[GitHub] [airflow] TeddyHartanto commented on a change in pull request #7735: [AIRFLOW-4549] Allow skipped tasks to satisfy wait_for_downstream

GitBox Thu, 16 Apr 2020 02:12:56 -0700

TeddyHartanto commented on a change in pull request #7735: [AIRFLOW-4549] Allow 
skipped tasks to satisfy wait_for_downstream
URL: https://github.com/apache/airflow/pull/7735#discussion_r409403720


 ##########
 File path: tests/models/test_dagrun.py
 ##########
 @@ -552,3 +561,131 @@ def with_all_tasks_removed(dag):
         dagrun.verify_integrity()
         flaky_ti.refresh_from_db()
         self.assertEqual(State.NONE, flaky_ti.state)
+
+    def test_depends_on_past(self):
+        # dag_id = 'test_depends_on_past'
+        # dag = self.dagbag.get_dag(dag_id)
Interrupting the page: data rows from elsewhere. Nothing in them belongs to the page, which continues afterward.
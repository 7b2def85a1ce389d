//! Configuration module for the label service

use serde::Deserialize;
use config::{Config, ConfigError, Environment, File};
use std::path::PathBuf;

const SANDBOX_BASE_URL: &str = "https://wwwcie.ups.com";
const PRODUCTION_BASE_URL: &str = "https://onlinetools.ups.com";

/// Main application settings
#[derive(Debug, Clone, Default, Deserialize)]
#[serde(default)]
pub struct Settings {
    pub server: ServerSettings,
    pub carrier: CarrierSettings,
    pub business: BusinessSettings,
    pub labels: LabelSettings,
}

/// HTTP server configuration
#[derive(Debug, Clone, Deserialize)]
#[serde(default)]
pub struct ServerSettings {
    pub host: String,
    pub port: u16,
    pub workers: Option<usize>,
}

/// UPS API access
#[derive(Debug, Clone, Deserialize)]
#[serde(default)]
pub struct CarrierSettings {
    /// "sandbox" or "production"
    pub env: String,
    /// Overrides the base URL derived from `env`
    pub base_url: Option<String>,
    pub client_id: String,
    pub client_secret: String,
    pub token_path: String,
    pub ship_path: String,
    /// Sent as the `transactionSrc` header on shipment calls
    pub transaction_src: String,
    pub timeout_secs: u64,
    pub auth_timeout_secs: u64,
}

/// Fixed shipper identity and package policy
#[derive(Debug, Clone, Deserialize)]
#[serde(default)]
pub struct BusinessSettings {
    pub shipper_number: String,
    pub promo_code: Option<String>,
    pub service_code: String,
    pub service_description: String,
    pub address: AddressSettings,
    pub package: PackageSettings,
}

/// The business's own postal address
#[derive(Debug, Clone, Deserialize)]
#[serde(default)]
pub struct AddressSettings {
    pub name: String,
    pub attention: Option<String>,
    pub phone: Option<String>,
    pub address_line: String,
    pub city: String,
    pub state: String,
    pub postal_code: String,
    pub country: String,
}

/// Package constants applied to every shipment
#[derive(Debug, Clone, Deserialize)]
#[serde(default)]
pub struct PackageSettings {
    pub packaging_code: String,
    pub description: String,
    pub length: String,
    pub width: String,
    pub height: String,
    pub dimension_unit: String,
    pub weight_unit: String,
    pub declared_value: String,
    pub currency: String,
}

/// Label post-processing options
#[derive(Debug, Clone, Deserialize)]
#[serde(default)]
pub struct LabelSettings {
    /// Stamp the sender's name onto PDF labels
    pub sender_banner: bool,
    pub banner_prefix: String,
}

impl Settings {
    /// Load configuration from files and environment variables
    ///
    /// Configuration priority (highest to lowest):
    /// 1. Environment variables (prefixed with PRL_)
    /// 2. config/local.toml (gitignored)
    /// 3. config/default.toml
    pub fn load() -> Result<Self, ConfigError> {
        let config_dir = std::env::var("CONFIG_PATH")
            .map(PathBuf::from)
            .unwrap_or_else(|_| PathBuf::from("config"));

        let builder = Config::builder()
            .add_source(File::from(config_dir.join("default.toml")).required(false))
            .add_source(File::from(config_dir.join("local.toml")).required(false))
            // PRL_CARRIER__CLIENT_ID, PRL_BUSINESS__SHIPPER_NUMBER, etc.
            .add_source(
                Environment::with_prefix("PRL")
                    .separator("__")
                    .try_parsing(true)
            );

        builder.build()?.try_deserialize()
    }
}

impl CarrierSettings {
    /// Base URL for both the identity and shipping endpoints
    pub fn base_url(&self) -> String {
        if let Some(url) = self.base_url.as_deref().filter(|u| !u.is_empty()) {
            return url.trim_end_matches('/').to_string();
        }
        match self.env.to_ascii_lowercase().as_str() {
            "production" | "prod" => PRODUCTION_BASE_URL.to_string(),
            _ => SANDBOX_BASE_URL.to_string(),
        }
    }
}

impl Default for ServerSettings {
    fn default() -> Self {
        ServerSettings {
            host: "0.0.0.0".to_string(),
            port: 8000,
            workers: None,
        }
    }
}

impl Default for CarrierSettings {
    fn default() -> Self {
        CarrierSettings {
            env: "sandbox".to_string(),
            base_url: None,
            client_id: String::new(),
            client_secret: String::new(),
            token_path: "/security/v1/oauth/token".to_string(),
            ship_path: "/api/shipments/v1/ship".to_string(),
            transaction_src: "prl-label-service".to_string(),
            timeout_secs: 45,
            auth_timeout_secs: 30,
        }
    }
}

impl Default for BusinessSettings {
    fn default() -> Self {
        BusinessSettings {
            shipper_number: String::new(),
            promo_code: None,
            service_code: "03".to_string(),
            service_description: "Ground".to_string(),
            address: AddressSettings::default(),
            package: PackageSettings::default(),
        }
    }
}

impl Default for AddressSettings {
    fn default() -> Self {
        AddressSettings {
            name: "First Impressions Dental Lab".to_string(),
            attention: None,
            phone: None,
            address_line: "700 N Neely St Suite 17".to_string(),
            city: "Gilbert".to_string(),
            state: "AZ".to_string(),
            postal_code: "85233".to_string(),
            country: "US".to_string(),
        }
    }
}

impl Default for PackageSettings {
    fn default() -> Self {
        PackageSettings {
            packaging_code: "02".to_string(),
            description: "Dental case".to_string(),
            length: "10".to_string(),
            width: "8".to_string(),
            height: "4".to_string(),
            dimension_unit: "IN".to_string(),
            weight_unit: "LBS".to_string(),
            declared_value: "100.00".to_string(),
            currency: "USD".to_string(),
        }
    }
}

impl Default for LabelSettings {
    fn default() -> Self {
        LabelSettings {
            sender_banner: true,
            banner_prefix: "FROM:".to_string(),
        }
    }
}

#[cfg(test)]
mod tests {
    use super::*;

    #[test]
    fn test_base_url_from_env() {
        let mut carrier = CarrierSettings::default();
        assert_eq!(carrier.base_url(), SANDBOX_BASE_URL);

        carrier.env = "Production".to_string();
        assert_eq!(carrier.base_url(), PRODUCTION_BASE_URL);
    }

    #[test]
    fn test_base_url_override_wins() {
        let carrier = CarrierSettings {
            base_url: Some("http://127.0.0.1:9000/".to_string()),
            ..Default::default()
        };
        assert_eq!(carrier.base_url(), "http://127.0.0.1:9000");
    }

    #[test]
    fn test_defaults_leave_account_unset() {
        let settings = Settings::default();
        assert!(settings.business.shipper_number.is_empty());
        assert_eq!(settings.business.service_code, "03");
        assert!(settings.labels.sender_banner);
    }
}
+        # task = dag.tasks[0]
+        # self.create_dag_run(dag, execution_date=timezone.datetime(2016, 1, 
1, 0, 0, 0))
+        # self.create_dag_run(dag, execution_date=timezone.datetime(2016, 1, 
2, 0, 0, 0))
+        # ti1 = TI(task, timezone.datetime(2016, 1, 1, 0, 0, 0))
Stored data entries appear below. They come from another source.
//! Shared HTTP client for carrier APIs
//!
//! One `reqwest::Client` per process so connections to the carrier are pooled
//! across label requests. Timeouts are set per request by the callers.

use reqwest::Client;
use std::time::Duration;

use crate::carrier::traits::{CarrierError, CarrierResult};

const CONNECT_TIMEOUT: Duration = Duration::from_secs(10);
/// Upper bound on error bodies kept for reporting; UPS error documents are
/// a few hundred bytes, so real rejections pass through whole
pub const MAX_ERROR_BODY_CHARS: usize = 64 * 1024;

/// Build the carrier HTTP client
pub fn build_client() -> CarrierResult<Client> {
    Client::builder()
        .connect_timeout(CONNECT_TIMEOUT)
        .pool_max_idle_per_host(10)
        .user_agent(concat!("prl-label-service/", env!("CARGO_PKG_VERSION")))
        .build()
        .map_err(CarrierError::from)
}

/// Read a response body for an error report, bounded in size
pub async fn error_body(response: reqwest::Response) -> String {
    let text = response.text().await.unwrap_or_default();
    truncate(&text, MAX_ERROR_BODY_CHARS)
}

pub(crate) fn truncate(text: &str, max: usize) -> String {
    match text.char_indices().nth(max) {
        Some((idx, _)) => format!("{}...", &text[..idx]),
        None => text.to_string(),
    }
}

#[cfg(test)]
mod tests {
    use super::*;

    #[test]
    fn test_client_creation() {
        assert!(build_client().is_ok());
    }

    #[test]
    fn test_truncate() {
        assert_eq!(truncate("short", 10), "short");
        assert_eq!(truncate("abcdef", 3), "abc...");
    }
}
+        # ti2 = TI(task, timezone.datetime(2016, 1, 2, 0, 0, 0))
+        #
+        # def run_2nd_dagrun():
+        #     dag.run(
+        #         start_date=timezone.datetime(2016, 1, 2, 0, 0, 0),
+        #         end_date=timezone.datetime(2016, 1, 2, 0, 0, 0),
+        #         executor=MockExecutor()
+        #     )
+        #
+        # # 2nd run of task fails by itself
+        # self.assertRaises(AirflowException, run_2nd_dagrun)
+        # ti2.refresh_from_db()
+        # self.assertEqual(ti2.state, State.SCHEDULED)
+        #
+        # # 2nd run af task fails if 1st run of task failed
+        # ti1.set_state(State.FAILED)
+        # self.assertRaises(AirflowException, run_2nd_dagrun)
+        # ti2.refresh_from_db()
+        # self.assertEqual(ti2.state, State.SCHEDULED)
+        #
+        # # but it works after 1st instance of task is marked as skipped
+        # ti1.set_state(State.SKIPPED)
+        # run_2nd_dagrun()
+        # ti2.refresh_from_db()
+        # self.assertEqual(ti2.state, State.SUCCESS)
+        #
+        # # and it also works if 1st instance is success
+        # ti2.set_state(State.NONE)
+        # ti1.set_state(State.SUCCESS)
+        # run_2nd_dagrun()
+        # ti2.refresh_from_db()
+        # self.assertEqual(ti2.state, State.SUCCESS)
+        dag_id = 'test_depends_on_past'
+
+        dag = self.dagbag.get_dag(dag_id)
+        task = dag.tasks[0]
+
+        self.create_dag_run(dag, execution_date=timezone.datetime(2016, 1, 1, 
0, 0, 0))
+        self.create_dag_run(dag, execution_date=timezone.datetime(2016, 1, 2, 
0, 0, 0))
+
+        uti1 = TI(task, timezone.datetime(2016, 1, 1, 0, 0, 0))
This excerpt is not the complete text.